Other issues provided for in the previous Mines and Minerals Amendment Bill passed by the Parliament included lack of recognition of artisanal and small-scale miners, the need for mechanisms for the resolution of farmer-miner disputes, limited provisions to address health and safety concerns, as well as transparency in the licensing regime of mining titles.

According to the Zimbabwe Investment and Development Agency (ZIDA), the mining sector is one of the country’s key sectors, as it accounts for 70 percent of foreign direct investment, 80 percent of exports and accounts for 19 percent of Government revenues, 3 percent of direct formal employment and 13,5 percent of national income.

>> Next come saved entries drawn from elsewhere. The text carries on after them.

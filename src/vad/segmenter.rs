//! Utterance segmentation state machine.
//!
//! Turns a stream of per-frame VAD decisions into `SpeechStart` / `PartialTick`
//! / `Utterance` events via an explicit two-state machine with tail
//! hysteresis and a forced-close path for runaway utterances.

use super::{VadResult, VoiceActivityDetection};
use std::sync::Arc;
use std::time::Duration;

/// 20 ms per frame.
const FRAME_MS: u64 = 20;

#[derive(Debug, Clone, PartialEq)]
pub enum SegmenterEvent {
    SpeechStart {
        turn_seq: u64,
    },
    PartialTick {
        turn_seq: u64,
        elapsed_ms: u64,
    },
    Utterance {
        turn_seq: u64,
        start_ms: u64,
        end_ms: u64,
        audio: Vec<i16>,
        truncated: bool,
    },
    /// A speech run ended before reaching `min_utt_ms` and was dropped
    /// without ever becoming an `Utterance`. Still closes out the
    /// `SpeechStart` the caller already saw, so the `speaking` flag the
    /// client observes always toggles back off.
    SpeechDropped {
        turn_seq: u64,
    },
}

#[derive(Debug, Clone, Copy, PartialEq)]
enum State {
    Idle,
    Speaking,
}

/// Tunables controlling when an utterance starts, ticks, and closes.
#[derive(Debug, Clone, Copy)]
pub struct SegmenterConfig {
    pub vad_tail_ms: u64,
    pub min_utt_ms: u64,
    pub max_utt_ms: u64,
    pub partial_interval_ms: u64,
}

impl Default for SegmenterConfig {
    fn default() -> Self {
        Self {
            vad_tail_ms: 250,
            min_utt_ms: 300,
            max_utt_ms: 30_000,
            partial_interval_ms: 500,
        }
    }
}

/// Frame-by-frame utterance segmenter for one session.
///
/// Not `Send`-shared: owned exclusively by the session's drive loop, which
/// exclusively owns all of that session's VAD state.
pub struct VadSegmenter {
    vad: Arc<dyn VoiceActivityDetection>,
    config: SegmenterConfig,
    state: State,
    turn_seq: u64,
    elapsed_in_turn_ms: u64,
    tail_silence_ms: u64,
    since_last_tick_ms: u64,
    buffer: Vec<i16>,
    start_ms: u64,
}

impl VadSegmenter {
    pub fn new(vad: Arc<dyn VoiceActivityDetection>, config: SegmenterConfig) -> Self {
        Self {
            vad,
            config,
            state: State::Idle,
            turn_seq: 0,
            elapsed_in_turn_ms: 0,
            tail_silence_ms: 0,
            since_last_tick_ms: 0,
            buffer: Vec::new(),
            start_ms: 0,
        }
    }

    /// Apply the tunables that may be changed by a `configure` control
    /// message. Only takes effect at the next utterance boundary — never
    /// mid-utterance.
    pub fn reconfigure(&mut self, config: SegmenterConfig) {
        if self.state == State::Idle {
            self.config = config;
        }
    }

    pub fn current_turn_seq(&self) -> u64 {
        self.turn_seq
    }

    /// Snapshot of the audio accumulated so far in the current turn, for the
    /// scheduler to run a partial decode against on a `PartialTick`.
    pub fn current_audio(&self) -> &[i16] {
        &self.buffer
    }

    /// Feed one 20 ms frame of samples. Pure CPU-bound computation; never
    /// suspends.
    pub fn push_frame(&mut self, samples: &[i16]) -> Result<Vec<SegmenterEvent>, super::VadError> {
        let VadResult { is_speech, .. } = self.vad.detect(samples)?;
        let mut events = Vec::new();

        match self.state {
            State::Idle => {
                if is_speech {
                    self.turn_seq += 1;
                    self.state = State::Speaking;
                    self.elapsed_in_turn_ms = 0;
                    self.tail_silence_ms = 0;
                    self.since_last_tick_ms = 0;
                    self.start_ms = 0;
                    self.buffer.clear();
                    self.buffer.extend_from_slice(samples);
                    events.push(SegmenterEvent::SpeechStart {
                        turn_seq: self.turn_seq,
                    });
                }
            }
            State::Speaking => {
                self.buffer.extend_from_slice(samples);
                self.elapsed_in_turn_ms += FRAME_MS;
                self.since_last_tick_ms += FRAME_MS;

                if is_speech {
                    self.tail_silence_ms = 0;
                } else {
                    self.tail_silence_ms += FRAME_MS;
                }

                if self.tail_silence_ms >= self.config.vad_tail_ms {
                    if self.elapsed_in_turn_ms < self.config.min_utt_ms {
                        // Too short to be a real utterance (a VAD blip) — drop it
                        // without decoding, but still tell the client speaking
                        // has stopped so the flag it saw on SpeechStart toggles
                        // back off.
                        let turn_seq = self.turn_seq;
                        self.reset_to_idle();
                        events.push(SegmenterEvent::SpeechDropped { turn_seq });
                    } else {
                        events.push(self.close_utterance(false));
                    }
                } else if self.elapsed_in_turn_ms >= self.config.max_utt_ms {
                    events.push(self.close_utterance(true));
                } else if self.since_last_tick_ms >= self.config.partial_interval_ms {
                    self.since_last_tick_ms = 0;
                    events.push(SegmenterEvent::PartialTick {
                        turn_seq: self.turn_seq,
                        elapsed_ms: self.elapsed_in_turn_ms,
                    });
                }
            }
        }

        Ok(events)
    }

    /// Abort the current turn without emitting an `Utterance` event, per the
    /// `stop` control message contract.
    pub fn cancel(&mut self) {
        self.reset_to_idle();
    }

    fn reset_to_idle(&mut self) {
        self.state = State::Idle;
        self.buffer.clear();
        self.elapsed_in_turn_ms = 0;
        self.tail_silence_ms = 0;
        self.since_last_tick_ms = 0;
    }

    fn close_utterance(&mut self, truncated: bool) -> SegmenterEvent {
        let start_ms = self.start_ms;
        let end_ms = self.elapsed_in_turn_ms;
        let audio = std::mem::take(&mut self.buffer);
        let turn_seq = self.turn_seq;
        self.reset_to_idle();

        SegmenterEvent::Utterance {
            turn_seq,
            start_ms,
            end_ms,
            audio,
            truncated,
        }
    }

    pub fn tail_duration(&self) -> Duration {
        Duration::from_millis(self.config.vad_tail_ms)
    }
}

#[cfg(test)]
mod tests {
    use super::*;
    use crate::vad::VadError;

    /// A scripted VAD that replays a fixed is_speech sequence, one call per frame.
    struct ScriptedVad {
        script: parking_lot::Mutex<std::collections::VecDeque<bool>>,
    }

    impl ScriptedVad {
        fn new(script: Vec<bool>) -> Self {
            Self {
                script: parking_lot::Mutex::new(script.into()),
            }
        }
    }

    impl VoiceActivityDetection for ScriptedVad {
        fn name(&self) -> &'static str {
            "scripted"
        }

        fn detect(&self, _samples: &[i16]) -> Result<VadResult, VadError> {
            let is_speech = self.script.lock().pop_front().unwrap_or(false);
            Ok(VadResult {
                is_speech,
                confidence: 1.0,
            })
        }
    }

    fn frame() -> Vec<i16> {
        vec![0i16; 320]
    }

    #[test]
    fn silence_only_emits_nothing() {
        let vad = Arc::new(ScriptedVad::new(vec![false; 10]));
        let mut seg = VadSegmenter::new(vad, SegmenterConfig::default());
        for _ in 0..10 {
            let events = seg.push_frame(&frame()).unwrap();
            assert!(events.is_empty());
        }
    }

    #[test]
    fn speech_then_tail_closes_utterance() {
        // vad_tail_ms 250 / FRAME_MS 20 == 12.5 -> 13 silent frames needed.
        let mut script = vec![true; 5];
        script.extend(vec![false; 13]);
        let vad = Arc::new(ScriptedVad::new(script));
        let mut seg = VadSegmenter::new(vad, SegmenterConfig::default());

        let mut saw_start = false;
        let mut closed = None;
        for _ in 0..18 {
            for ev in seg.push_frame(&frame()).unwrap() {
                match ev {
                    SegmenterEvent::SpeechStart { turn_seq } => {
                        assert_eq!(turn_seq, 1);
                        saw_start = true;
                    }
                    SegmenterEvent::Utterance { truncated, .. } => {
                        closed = Some(truncated);
                    }
                    _ => {}
                }
            }
        }
        assert!(saw_start);
        assert_eq!(closed, Some(false));
    }

    #[test]
    fn blip_shorter_than_min_utt_ms_is_dropped() {
        // 1 speech frame + 13 silent frames (tail threshold) = 280ms, below
        // the default 300ms min_utt_ms. One more `true` primes the next
        // turn's SpeechStart.
        let mut script = vec![true; 1];
        script.extend(vec![false; 13]);
        script.push(true);
        let vad = Arc::new(ScriptedVad::new(script));
        let mut seg = VadSegmenter::new(vad, SegmenterConfig::default());

        let mut saw_utterance = false;
        let mut saw_dropped = false;
        for _ in 0..14 {
            for ev in seg.push_frame(&frame()).unwrap() {
                match ev {
                    SegmenterEvent::Utterance { .. } => saw_utterance = true,
                    SegmenterEvent::SpeechDropped { turn_seq } => {
                        assert_eq!(turn_seq, 1);
                        saw_dropped = true;
                    }
                    _ => {}
                }
            }
        }
        assert!(!saw_utterance, "a sub-min_utt_ms blip must not produce an Utterance");
        assert!(saw_dropped, "a sub-min_utt_ms blip must still close out the SpeechStart");

        // The segmenter must be back in Idle and ready for a fresh turn.
        let events = seg.push_frame(&[1i16; 320]).unwrap();
        assert!(matches!(events[0], SegmenterEvent::SpeechStart { turn_seq: 2 }));
    }

    #[test]
    fn utterance_at_exactly_min_utt_ms_is_emitted() {
        // 2 speech frames + 13 silent frames = 300ms, exactly min_utt_ms.
        let mut script = vec![true; 2];
        script.extend(vec![false; 13]);
        let vad = Arc::new(ScriptedVad::new(script));
        let mut seg = VadSegmenter::new(vad, SegmenterConfig::default());

        let mut closed = None;
        for _ in 0..15 {
            for ev in seg.push_frame(&frame()).unwrap() {
                if let SegmenterEvent::Utterance { end_ms, start_ms, .. } = ev {
                    closed = Some(end_ms - start_ms);
                }
            }
        }
        assert_eq!(closed, Some(300));
    }

    #[test]
    fn max_utt_ms_forces_truncated_close() {
        let config = SegmenterConfig {
            max_utt_ms: 100,
            ..SegmenterConfig::default()
        };
        let vad = Arc::new(ScriptedVad::new(vec![true; 20]));
        let mut seg = VadSegmenter::new(vad, config);

        let mut truncated_seen = false;
        for _ in 0..20 {
            for ev in seg.push_frame(&frame()).unwrap() {
                if let SegmenterEvent::Utterance { truncated, .. } = ev {
                    truncated_seen = true;
                    assert!(truncated);
                }
            }
        }
        assert!(truncated_seen);
    }

    #[test]
    fn cancel_resets_without_emitting_utterance() {
        let vad = Arc::new(ScriptedVad::new(vec![true; 5]));
        let mut seg = VadSegmenter::new(vad, SegmenterConfig::default());
        for _ in 0..5 {
            seg.push_frame(&frame()).unwrap();
        }
        seg.cancel();
        assert_eq!(seg.current_turn_seq(), 1);
        // Starting a new speech run should get a fresh turn.
        let vad2 = Arc::new(ScriptedVad::new(vec![true; 1]));
        let mut seg2 = VadSegmenter::new(vad2, SegmenterConfig::default());
        let events = seg2.push_frame(&frame()).unwrap();
        assert!(matches!(events[0], SegmenterEvent::SpeechStart { turn_seq: 1 }));
    }

    #[test]
    fn reconfigure_ignored_mid_utterance() {
        let vad = Arc::new(ScriptedVad::new(vec![true; 3]));
        let mut seg = VadSegmenter::new(vad, SegmenterConfig::default());
        seg.push_frame(&frame()).unwrap();
        let new_config = SegmenterConfig {
            vad_tail_ms: 600,
            ..SegmenterConfig::default()
        };
        seg.reconfigure(new_config);
        assert_eq!(seg.config.vad_tail_ms, 250);
    }
}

Zimbabwe is endowed with vast mineral deposits that include gold, platinum, diamond, lithium, chrome, coal and semi-precious stones such as amethyst, agate, antimony and amazonite.

Players in the small-scale mining industry are predominantly found in gold, chrome and semi-precious stones along the Great Dyke and elsewhere in the country.

In the gold sub-sector, small-scale miners account for about 60 percent of the yellow metal delivered to Fidelity Gold Refinery (FGR), Zimbabwe’s exclusive buyer.

Gold is the country’s largest single export earner, generating about US$3 billion annually.

The Government plans to produce 35 tonnes this year, up from 30,1 tonnes in 2023.

In the April to June period, total gold output increased to 7,7 tonnes from six tonnes in the corresponding period in 2023.

Meanwhile, the Chamber of Mines of Zimbabwe anticipates that mineral exports will reach US$6 billion next year, up from US$5,5 billion this year.

However, profitability is expected to decline on the back of the anticipated impact of the high cost of production and weak platinum and lithium prices.

In recent years, global metal prices, except gold, have remained subdued, ultimately adversely impacting the production of platinum group metals and lithium across the globe.

For instance, the World Platinum Investment Council has indicated that the platinum market recorded a deficit of 878 000 ounces in 2023.

Total supply fell by 2 percent, while demand spiked by 25 percent year-to-year, but this has failed to lift prices.

In the lithium sector, global prices have plummeted from US$80 000 per tonne in 2022 to under US$20 000 currently, and this has largely been attributed to the glut of lithium on the market and rising interest rates, which have affected demand for electric vehicles.

However, the global demand for gold is on the increase as investors turn to the yellow metal as a safe haven asset to cushion themselves from economic downturns and the effect of geopolitical issues.

Resultantly, the price of gold has increased remarkably from about US$1 900 per ounce in September 2023 to the current price of US$2 500.

Next year, the price of the yellow metal is forecast to reach US$2 900 per ounce.